Files
infoscreen-dev/TODO.md
RobbStarkAustria 0cd0d95612 feat: remote commands, systemd units, process observability, broker auth split
- Command intake (reboot/shutdown) on infoscreen/{uuid}/commands with ack lifecycle
- MQTT_USER/MQTT_PASSWORD_BROKER split from identity vars; configure_mqtt_security() updated
- infoscreen-simclient.service: Type=notify, WatchdogSec=60, Restart=on-failure
- infoscreen-notify-failure@.service + script: retained MQTT alert when systemd gives up (Gap 3)
- _sd_notify() watchdog keepalive in simclient main loop (Gap 1)
- broker_connection block in health payload: reconnect_count, last_disconnect_at (Gap 2)
- COMMAND_MOCK_REBOOT_IMMEDIATE_COMPLETE canary flag with safety guard
- SERVER_TEAM_ACTIONS.md: server-side integration action items
- Docs: README, CHANGELOG, src/README, copilot-instructions updated
- 43 tests passing
2026-04-05 08:36:50 +02:00

7.5 KiB
Raw Permalink Blame History

Project TODOs

This file tracks higher-level todos and design notes for the infoscreen client.

Video playback (Raspberry Pi)

  • Remove taskbar / window decorations in VLC window

    • Goal: show video truly fullscreen without window title bar or OS panel/taskbar overlapping.
    • Ideas / approaches:
      • Use libVLC options from python-vlc: --no-video-deco, --no-video-title-show, --video-on-top, and call player.set_fullscreen(True) after playback starts.
      • Run the Display Manager in a dedicated kiosk X session (no panel/desktop environment) or minimal window manager (openbox/matchbox) to avoid taskbar.
      • Use wmctrl as a fallback to force fullscreen/above: wmctrl -r <title> -b add,fullscreen,above.
      • Add an env var toggle, e.g. VLC_KIOSK=1, to enable these options from runtime.
    • Acceptance criteria:
      • Video occupies the full display area with no visible window controls or panels on top.
      • Behaviour toggleable via env var.
  • Add possibility to adjust sound level by HDMI-CEC using Python

    • Goal: allow remote/automatic volume control over HDMI using CEC-capable hardware.
    • Ideas / approaches:
      • Use libcec bindings (e.g. pycec / cec packages) or call cec-client from shell to send volume commands to the TV/AVR.
      • Map event volume (0.0-1.0) to CEC volume commands (some devices support absolute volume or key presses like VOLUME_UP/VOLUME_DOWN).
      • Provide a small adapter module src/hdmi_cec.py that exposes set_volume(level: float) and volume_step(up: bool) used by display_manager.py when starting/stopping videos or on explicit volume events.
    • Acceptance criteria:
      • set_volume() issues appropriate CEC commands and returns success/failure.
      • Document any platform limitations (some TVs don't support absolute volume via CEC).

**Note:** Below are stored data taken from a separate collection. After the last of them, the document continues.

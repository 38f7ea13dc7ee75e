use tracing::info;
use yzagere_config::Config;
use yzagere_email_contracts::EmailService;
use yzagere_templates_impl::TemplateServiceImpl;

use crate::{email, environment};

pub async fn serve(config: Config) -> anyhow::Result<()> {
    info!("Connecting to smtp server");
    let email = email::connect(&config.email)?;
    email.ping().await?;

    let template = TemplateServiceImpl::new()?;

    let server = environment::rest_server(&config, email, template);
    info!(
        "Starting http server on {}:{}",
        config.http.host, config.http.port
    );
    server.serve(config.http.host, config.http.port).await
}
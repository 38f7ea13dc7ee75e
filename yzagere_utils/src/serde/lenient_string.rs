use std::fmt;

use serde::{
    de::{self, IgnoredAny, MapAccess, SeqAccess, Visitor},
    Deserialize, Deserializer, Serializer,
};

pub fn serialize<S>(data: &str, serializer: S) -> Result<S::Ok, S::Error>
where
    S: Serializer,
{
    serializer.serialize_str(data)
}

/// Accepts strings, numbers and booleans (stringified), `null` becomes `""`.
///
/// Arrays become their elements joined with `,` and objects become
/// `"[object Object]"`, the way a browser stringifies them.
pub fn deserialize<'de, D>(deserializer: D) -> Result<String, D::Error>
where
    D: Deserializer<'de>,
{
    deserializer.deserialize_any(LenientStringVisitor)
}

pub(super) struct LenientStringVisitor;

struct Element(String);

impl<'de> Deserialize<'de> for Element {
    fn deserialize<D: Deserializer<'de>>(deserializer: D) -> Result<Self, D::Error> {
        deserializer.deserialize_any(LenientStringVisitor).map(Self)
    }
}

impl<'de> Visitor<'de> for LenientStringVisitor {
    type Value = String;

    fn expecting(&self, f: &mut fmt::Formatter) -> fmt::Result {
        f.write_str("a string, number, boolean, array, object or null")
    }

    fn visit_str<E: de::Error>(self, v: &str) -> Result<Self::Value, E> {
        Ok(v.into())
    }

    fn visit_string<E: de::Error>(self, v: String) -> Result<Self::Value, E> {
        Ok(v)
    }

    fn visit_bool<E: de::Error>(self, v: bool) -> Result<Self::Value, E> {
        Ok(v.to_string())
    }

    fn visit_i64<E: de::Error>(self, v: i64) -> Result<Self::Value, E> {
        Ok(v.to_string())
    }

    fn visit_u64<E: de::Error>(self, v: u64) -> Result<Self::Value, E> {
        Ok(v.to_string())
    }

    fn visit_f64<E: de::Error>(self, v: f64) -> Result<Self::Value, E> {
        Ok(v.to_string())
    }

    fn visit_unit<E: de::Error>(self) -> Result<Self::Value, E> {
        Ok(String::new())
    }

    fn visit_none<E: de::Error>(self) -> Result<Self::Value, E> {
        Ok(String::new())
    }

    fn visit_seq<A: SeqAccess<'de>>(self, mut seq: A) -> Result<Self::Value, A::Error> {
        let mut parts = Vec::new();
        while let Some(Element(part)) = seq.next_element()? {
            parts.push(part);
        }
        Ok(parts.join(","))
    }

    fn visit_map<A: MapAccess<'de>>(self, mut map: A) -> Result<Self::Value, A::Error> {
        while map.next_entry::<IgnoredAny, IgnoredAny>()?.is_some() {}
        Ok("[object Object]".into())
    }
}
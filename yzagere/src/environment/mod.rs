use std::sync::Arc;

use yzagere_api_rest::RestServerConfig;
use yzagere_config::Config;
use yzagere_core_contact_impl::ContactServiceConfig;
use yzagere_core_health_impl::HealthServiceConfig;

use self::types::{Contact, Email, Health, RestServer, Template, Time};

pub mod types;

/// Wires the services configured in `config` into a [`RestServer`].
pub fn rest_server(config: &Config, email: Email, template: Template) -> RestServer {
    let time = Time::default();

    let health = Health::new(
        time,
        email.clone(),
        HealthServiceConfig {
            cache_ttl: config.health.cache_ttl.into(),
        },
    );

    let contact = Contact::new(
        time,
        email,
        template,
        ContactServiceConfig {
            recipient: Arc::new(config.contact.recipient.clone()),
            business_name: config.contact.business_name.as_str().into(),
            min_dwell_time: config.contact.min_dwell_time.into(),
        },
    );

    RestServer::new(
        health,
        contact,
        RestServerConfig {
            fallback_phone: config.contact.fallback_phone.as_str().into(),
        },
    )
}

Systemd crash recovery (server team recommendation)

Reliable restart-on-crash for both processes must be handled by systemd, not by in-process watchdogs or ad-hoc shell scripts.

What needs to be done

  • display_manager: already has scripts/infoscreen-display.service with Restart=on-failure / RestartSec=10.
    • Review RestartSec — may want a short backoff (e.g. 515 s) and StartLimitIntervalSec + StartLimitBurst to prevent thrash loops.
  • simclient: no service unit exists yet.
    • Create scripts/infoscreen-simclient.service modelled on the display service.
    • Use Restart=on-failure and RestartSec=10.
    • Wire EnvironmentFile=/home/olafn/infoscreen-dev/.env so the unit picks up .env variables automatically.
    • Set After=network-online.target so MQTT connection is not attempted before the network is ready.
  • Both units should be installed and enabled via src/pi-setup.sh (systemctl enable --now).
  • After enabling, verify crash recovery with kill -9 <pid> and confirm systemd restarts the process within RestartSec.

Acceptance criteria

  • Both simclient and display_manager restart automatically within 15 s of any non-intentional exit.
  • systemctl status shows active (running) after a crash-induced restart.
  • journalctl -u infoscreen-simclient captures all process output (stdout + stderr).
  • pi-setup.sh idempotently installs and enables both units.

Notes

  • Use Restart=on-failure — restarts on crashes and signals but not on clean systemctl stop, preserving operator control during deployments.
  • The reboot/shutdown command flow publishes execution_started and then exits intentionally; systemd will restart simclient, and the recovery logic in the heartbeat loop will emit completed on reconnect. This is the intended lifecycle.

Process health observability gaps

Two scenarios are currently undetected or ambiguous from the server/frontend perspective.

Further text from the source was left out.